* **HOW TO COMPLETE THIS TASK**: Each line of the data that includes the string "where" is to be copied out.

━━ RECORDED DATA

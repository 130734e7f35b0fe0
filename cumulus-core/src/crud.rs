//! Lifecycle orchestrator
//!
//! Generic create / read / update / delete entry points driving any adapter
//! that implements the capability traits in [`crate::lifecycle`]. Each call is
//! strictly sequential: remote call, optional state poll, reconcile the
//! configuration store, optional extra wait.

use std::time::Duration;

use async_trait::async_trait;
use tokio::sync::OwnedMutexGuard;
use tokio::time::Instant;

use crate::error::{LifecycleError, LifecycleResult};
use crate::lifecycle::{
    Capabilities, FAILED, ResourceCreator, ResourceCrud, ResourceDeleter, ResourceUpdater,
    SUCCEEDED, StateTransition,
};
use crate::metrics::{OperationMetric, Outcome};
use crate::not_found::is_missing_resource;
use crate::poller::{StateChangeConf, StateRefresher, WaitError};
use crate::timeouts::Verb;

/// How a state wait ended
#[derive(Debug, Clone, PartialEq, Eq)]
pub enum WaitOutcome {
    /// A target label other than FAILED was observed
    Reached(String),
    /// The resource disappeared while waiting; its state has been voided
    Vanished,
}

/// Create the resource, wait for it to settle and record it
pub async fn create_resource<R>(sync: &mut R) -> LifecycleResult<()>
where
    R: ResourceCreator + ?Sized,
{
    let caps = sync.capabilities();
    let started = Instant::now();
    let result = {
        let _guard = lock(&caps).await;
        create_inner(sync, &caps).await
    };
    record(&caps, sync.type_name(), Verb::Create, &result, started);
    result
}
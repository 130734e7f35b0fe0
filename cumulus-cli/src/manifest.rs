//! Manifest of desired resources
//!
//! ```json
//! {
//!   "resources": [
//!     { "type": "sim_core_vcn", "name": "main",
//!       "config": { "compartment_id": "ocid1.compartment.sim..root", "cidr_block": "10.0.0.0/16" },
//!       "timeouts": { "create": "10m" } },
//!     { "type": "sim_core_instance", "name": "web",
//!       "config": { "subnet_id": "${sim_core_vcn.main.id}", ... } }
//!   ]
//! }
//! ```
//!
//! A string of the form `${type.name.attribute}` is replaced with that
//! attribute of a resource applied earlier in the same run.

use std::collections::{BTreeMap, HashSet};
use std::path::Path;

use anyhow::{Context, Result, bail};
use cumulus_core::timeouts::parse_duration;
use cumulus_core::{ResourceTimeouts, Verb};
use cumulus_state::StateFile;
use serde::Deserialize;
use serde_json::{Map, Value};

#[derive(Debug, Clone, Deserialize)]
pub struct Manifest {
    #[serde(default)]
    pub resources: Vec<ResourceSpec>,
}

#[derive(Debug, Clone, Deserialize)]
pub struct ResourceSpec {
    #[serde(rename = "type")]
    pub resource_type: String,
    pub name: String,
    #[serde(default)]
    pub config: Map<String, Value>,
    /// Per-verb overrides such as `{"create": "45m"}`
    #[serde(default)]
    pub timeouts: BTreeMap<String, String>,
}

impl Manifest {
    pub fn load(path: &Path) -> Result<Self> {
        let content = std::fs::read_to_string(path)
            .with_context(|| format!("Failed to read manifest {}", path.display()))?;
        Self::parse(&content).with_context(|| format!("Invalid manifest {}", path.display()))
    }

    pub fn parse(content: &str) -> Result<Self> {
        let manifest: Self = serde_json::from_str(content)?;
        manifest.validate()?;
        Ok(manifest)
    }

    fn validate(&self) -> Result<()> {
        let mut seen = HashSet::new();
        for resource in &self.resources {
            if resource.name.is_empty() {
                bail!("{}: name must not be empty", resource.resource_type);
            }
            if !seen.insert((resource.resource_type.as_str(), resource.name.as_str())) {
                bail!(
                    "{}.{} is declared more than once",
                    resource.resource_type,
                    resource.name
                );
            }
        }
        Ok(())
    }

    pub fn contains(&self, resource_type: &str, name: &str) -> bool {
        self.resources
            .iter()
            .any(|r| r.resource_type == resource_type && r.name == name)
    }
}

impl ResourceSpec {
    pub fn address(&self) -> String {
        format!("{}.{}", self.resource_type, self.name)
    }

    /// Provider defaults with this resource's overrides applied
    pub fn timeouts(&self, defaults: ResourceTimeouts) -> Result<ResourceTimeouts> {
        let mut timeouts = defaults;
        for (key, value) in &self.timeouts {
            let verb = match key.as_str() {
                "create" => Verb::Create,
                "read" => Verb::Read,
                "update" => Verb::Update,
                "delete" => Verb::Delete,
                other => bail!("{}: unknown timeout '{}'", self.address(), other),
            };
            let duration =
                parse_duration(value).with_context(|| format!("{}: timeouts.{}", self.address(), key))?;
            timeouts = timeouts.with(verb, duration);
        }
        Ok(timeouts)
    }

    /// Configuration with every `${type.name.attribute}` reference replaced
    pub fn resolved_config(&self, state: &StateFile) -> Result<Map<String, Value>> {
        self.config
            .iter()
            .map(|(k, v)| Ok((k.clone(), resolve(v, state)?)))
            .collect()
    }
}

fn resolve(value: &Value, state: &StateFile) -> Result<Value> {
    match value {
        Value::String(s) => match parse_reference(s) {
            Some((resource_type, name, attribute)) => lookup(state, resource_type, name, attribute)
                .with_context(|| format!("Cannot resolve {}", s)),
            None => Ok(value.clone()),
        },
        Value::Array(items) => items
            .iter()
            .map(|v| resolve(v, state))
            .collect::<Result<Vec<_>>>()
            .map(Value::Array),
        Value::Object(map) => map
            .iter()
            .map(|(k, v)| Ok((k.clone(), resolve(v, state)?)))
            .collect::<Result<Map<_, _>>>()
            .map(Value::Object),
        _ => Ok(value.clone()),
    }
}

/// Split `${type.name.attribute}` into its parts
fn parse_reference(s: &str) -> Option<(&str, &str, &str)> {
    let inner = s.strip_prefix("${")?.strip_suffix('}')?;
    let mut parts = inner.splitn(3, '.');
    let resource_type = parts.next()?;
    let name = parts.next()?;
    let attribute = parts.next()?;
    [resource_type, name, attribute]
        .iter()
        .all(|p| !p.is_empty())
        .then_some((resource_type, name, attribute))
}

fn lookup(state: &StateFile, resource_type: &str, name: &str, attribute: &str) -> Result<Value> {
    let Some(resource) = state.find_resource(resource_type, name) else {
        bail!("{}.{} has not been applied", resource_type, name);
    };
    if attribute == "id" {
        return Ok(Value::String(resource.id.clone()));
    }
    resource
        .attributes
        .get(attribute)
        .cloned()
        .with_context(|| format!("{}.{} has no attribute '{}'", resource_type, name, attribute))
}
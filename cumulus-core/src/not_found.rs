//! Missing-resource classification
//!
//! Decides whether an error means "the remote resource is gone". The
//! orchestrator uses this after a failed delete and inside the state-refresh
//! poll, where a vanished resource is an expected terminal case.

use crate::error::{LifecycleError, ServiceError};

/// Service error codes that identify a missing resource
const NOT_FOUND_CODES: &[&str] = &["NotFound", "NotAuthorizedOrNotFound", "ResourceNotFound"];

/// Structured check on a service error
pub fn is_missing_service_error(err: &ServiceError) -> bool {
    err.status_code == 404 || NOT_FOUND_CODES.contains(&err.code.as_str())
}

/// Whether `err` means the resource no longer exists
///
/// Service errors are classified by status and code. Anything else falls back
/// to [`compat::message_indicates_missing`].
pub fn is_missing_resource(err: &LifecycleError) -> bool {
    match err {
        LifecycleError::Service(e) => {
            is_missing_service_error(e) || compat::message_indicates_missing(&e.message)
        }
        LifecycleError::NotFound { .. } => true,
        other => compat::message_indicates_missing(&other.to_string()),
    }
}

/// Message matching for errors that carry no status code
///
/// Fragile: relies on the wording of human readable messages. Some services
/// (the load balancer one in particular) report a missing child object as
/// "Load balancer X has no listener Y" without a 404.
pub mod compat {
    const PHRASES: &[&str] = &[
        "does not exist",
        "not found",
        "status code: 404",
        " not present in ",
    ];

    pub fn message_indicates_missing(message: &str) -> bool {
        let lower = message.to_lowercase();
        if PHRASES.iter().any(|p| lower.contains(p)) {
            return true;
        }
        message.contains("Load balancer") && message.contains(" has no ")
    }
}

━━━━

* **OUTPUT**:
where
//! poll, where a vanished resource is an expected terminal case.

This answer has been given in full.